◆ PROBLEM STATEMENT
Give the entries again exactly, every one of them.

[Stored data]
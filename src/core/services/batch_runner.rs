use std::sync::Arc;

use tokio::io::AsyncReadExt;
use tokio::task::JoinSet;

use crate::core::errors::{Result, ToolkitError};
use crate::core::models::batch_item::{BatchFile, BatchItem, DecryptedFile, UploadPolicy};
use crate::core::services::decryptor::Decryptor;
use crate::core::traits::pgp_backend::PgpBackend;

/// Decrypts many files concurrently, one isolated pipeline per file.
///
/// A failure in one file only ever marks that file's item as failed.
/// Items come back in input order regardless of completion order.
pub struct BatchRunner<B: PgpBackend + 'static> {
    decryptor: Arc<Decryptor<B>>,
    policy: UploadPolicy,
}

impl<B: PgpBackend + 'static> BatchRunner<B> {
    pub fn new(decryptor: Arc<Decryptor<B>>, policy: UploadPolicy) -> Self {
        Self { decryptor, policy }
    }

    /// Run every file through check → open → read → parse → decrypt.
    ///
    /// `on_item` is called with `(index, item)` as soon as each item
    /// settles, so callers can report progress before the batch ends.
    pub async fn decrypt_batch<F>(&self, files: Vec<BatchFile>, mut on_item: F) -> Vec<BatchItem>
    where
        F: FnMut(usize, &BatchItem),
    {
        let mut items: Vec<BatchItem> = files
            .iter()
            .map(|f| BatchItem::pending(f.name.clone()))
            .collect();

        let mut tasks = JoinSet::new();
        for (index, file) in files.into_iter().enumerate() {
            if index >= self.policy.max_files {
                let err = ToolkitError::TooManyFiles {
                    name: file.name.clone(),
                    max: self.policy.max_files,
                };
                settle(&mut items, index, Err(err), &mut on_item);
                continue;
            }

            let decryptor = Arc::clone(&self.decryptor);
            let policy = self.policy;
            tasks.spawn(async move { (index, process_file(decryptor, policy, file).await) });
        }

        while let Some(joined) = tasks.join_next().await {
            match joined {
                Ok((index, outcome)) => settle(&mut items, index, outcome, &mut on_item),
                // The item stays pending; nothing else is affected.
                Err(e) => tracing::error!(error = %e, "batch task aborted"),
            }
        }

        items
    }
}

fn settle<F>(
    items: &mut [BatchItem],
    index: usize,
    outcome: Result<DecryptedFile>,
    on_item: &mut F,
) where
    F: FnMut(usize, &BatchItem),
{
    match &outcome {
        Err(e) if e.is_file_validation() || e.is_malformed_input() => {
            tracing::info!(file = %items[index].source_file, error = %e, "file rejected");
        }
        Err(e) => {
            tracing::warn!(file = %items[index].source_file, error = %e, "file failed to decrypt");
        }
        Ok(_) => {}
    }
    let pending = std::mem::replace(&mut items[index], BatchItem::pending(String::new()));
    items[index] = pending.settle(outcome);
    on_item(index, &items[index]);
}

/// The per-file pipeline. Rejections happen before any read.
async fn process_file<B: PgpBackend + 'static>(
    decryptor: Arc<Decryptor<B>>,
    policy: UploadPolicy,
    file: BatchFile,
) -> Result<DecryptedFile> {
    policy.check_type(&file.name)?;

    let handle = tokio::fs::File::open(&file.path)
        .await
        .map_err(|e| match e.kind() {
            std::io::ErrorKind::NotFound => ToolkitError::FileNotFound {
                path: file.path.clone(),
            },
            _ => ToolkitError::Io(e),
        })?;
    let size = handle.metadata().await?.len();
    policy.check(&file.name, size)?;

    let content = read_text(handle, &file.name, &policy).await?;

    let (input, plaintext) = tokio::task::spawn_blocking(move || {
        let plaintext = decryptor.decrypt_text(&content);
        (content, plaintext)
    })
    .await
    .map_err(|e| ToolkitError::DecryptionFailed {
        reason: format!("decrypt task did not complete: {e}"),
    })?;

    Ok(DecryptedFile {
        input,
        plaintext: plaintext?,
    })
}

/// Read the whole file as text, never buffering more than the ceiling.
async fn read_text<R>(reader: R, name: &str, policy: &UploadPolicy) -> Result<String>
where
    R: tokio::io::AsyncRead + Unpin,
{
    let mut buf = Vec::new();
    reader
        .take(policy.max_file_size.saturating_add(1))
        .read_to_end(&mut buf)
        .await?;
    if buf.len() as u64 > policy.max_file_size {
        return Err(policy.too_large(name));
    }
    Ok(String::from_utf8_lossy(&buf).into_owned())
}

◆ EXERCISE RESULT
filename src/core/services/batch_runner.rs
use std::sync::Arc;

use tokio::io::AsyncReadExt;
use tokio::task::JoinSet;

use crate::core::errors::{Result, ToolkitError};
use crate::core::models::batch_item::{BatchFile, BatchItem, DecryptedFile, UploadPolicy};
use crate::core::services::decryptor::Decryptor;
use crate::core::traits::pgp_backend::PgpBackend;

/// Decrypts many files concurrently, one isolated pipeline per file.
///
/// A failure in one file only ever marks that file's item as failed.
/// Items come back in input order regardless of completion order.
pub struct BatchRunner<B: PgpBackend + 'static> {
    decryptor: Arc<Decryptor<B>>,
    policy: UploadPolicy,
}

impl<B: PgpBackend + 'static> BatchRunner<B> {
    pub fn new(decryptor: Arc<Decryptor<B>>, policy: UploadPolicy) -> Self {
        Self { decryptor, policy }
    }

    /// Run every file through check → open → read → parse → decrypt.
    ///
    /// `on_item` is called with `(index, item)` as soon as each item
    /// settles, so callers can report progress before the batch ends.
    pub async fn decrypt_batch<F>(&self, files: Vec<BatchFile>, mut on_item: F) -> Vec<BatchItem>
    where
        F: FnMut(usize, &BatchItem),
    {
        let mut items: Vec<BatchItem> = files
            .iter()
            .map(|f| BatchItem::pending(f.name.clone()))
            .collect();

        let mut tasks = JoinSet::new();
        for (index, file) in files.into_iter().enumerate() {
            if index >= self.policy.max_files {
                let err = ToolkitError::TooManyFiles {
                    name: file.name.clone(),
                    max: self.policy.max_files,
                };
                settle(&mut items, index, Err(err), &mut on_item);
                continue;
            }

            let decryptor = Arc::clone(&self.decryptor);
            let policy = self.policy;
            tasks.spawn(async move { (index, process_file(decryptor, policy, file).await) });
        }

        while let Some(joined) = tasks.join_next().await {
            match joined {
                Ok((index, outcome)) => settle(&mut items, index, outcome, &mut on_item),
                // The item stays pending; nothing else is affected.
                Err(e) => tracing::error!(error = %e, "batch task aborted"),
            }
        }

        items
    }
}

fn settle<F>(
    items: &mut [BatchItem],
    index: usize,
    outcome: Result<DecryptedFile>,
    on_item: &mut F,
) where
    F: FnMut(usize, &BatchItem),
{
    match &outcome {
        Err(e) if e.is_file_validation() || e.is_malformed_input() => {
            tracing::info!(file = %items[index].source_file, error = %e, "file rejected");
        }
        Err(e) => {
            tracing::warn!(file = %items[index].source_file, error = %e, "file failed to decrypt");
        }
        Ok(_) => {}
    }
    let pending = std::mem::replace(&mut items[index], BatchItem::pending(String::new()));
    items[index] = pending.settle(outcome);
    on_item(index, &items[index]);
}

/// The per-file pipeline. Rejections happen before any read.
async fn process_file<B: PgpBackend + 'static>(
    decryptor: Arc<Decryptor<B>>,
    policy: UploadPolicy,
    file: BatchFile,
) -> Result<DecryptedFile> {
    policy.check_type(&file.name)?;

    let handle = tokio::fs::File::open(&file.path)
        .await
        .map_err(|e| match e.kind() {
            std::io::ErrorKind::NotFound => ToolkitError::FileNotFound {
                path: file.path.clone(),
            },
            _ => ToolkitError::Io(e),
        })?;
    let size = handle.metadata().await?.len();
    policy.check(&file.name, size)?;

    let content = read_text(handle, &file.name, &policy).await?;

    let (input, plaintext) = tokio::task::spawn_blocking(move || {
        let plaintext = decryptor.decrypt_text(&content);
        (content, plaintext)
    })
    .await
    .map_err(|e| ToolkitError::DecryptionFailed {
        reason: format!("decrypt task did not complete: {e}"),
    })?;

    Ok(DecryptedFile {
        input,
        plaintext: plaintext?,
    })
}

/// Read the whole file as text, never buffering more than the ceiling.
async fn read_text<R>(reader: R, name: &str, policy: &UploadPolicy) -> Result<String>
where
    R: tokio::io::AsyncRead + Unpin,
{
    let mut buf = Vec::new();
    reader
        .take(policy.max_file_size.saturating_add(1))
        .read_to_end(&mut buf)
        .await?;
    if buf.len() as u64 > policy.max_file_size {
        return Err(policy.too_large(name));
    }
    Ok(String::from_utf8_lossy(&buf).into_owned())
}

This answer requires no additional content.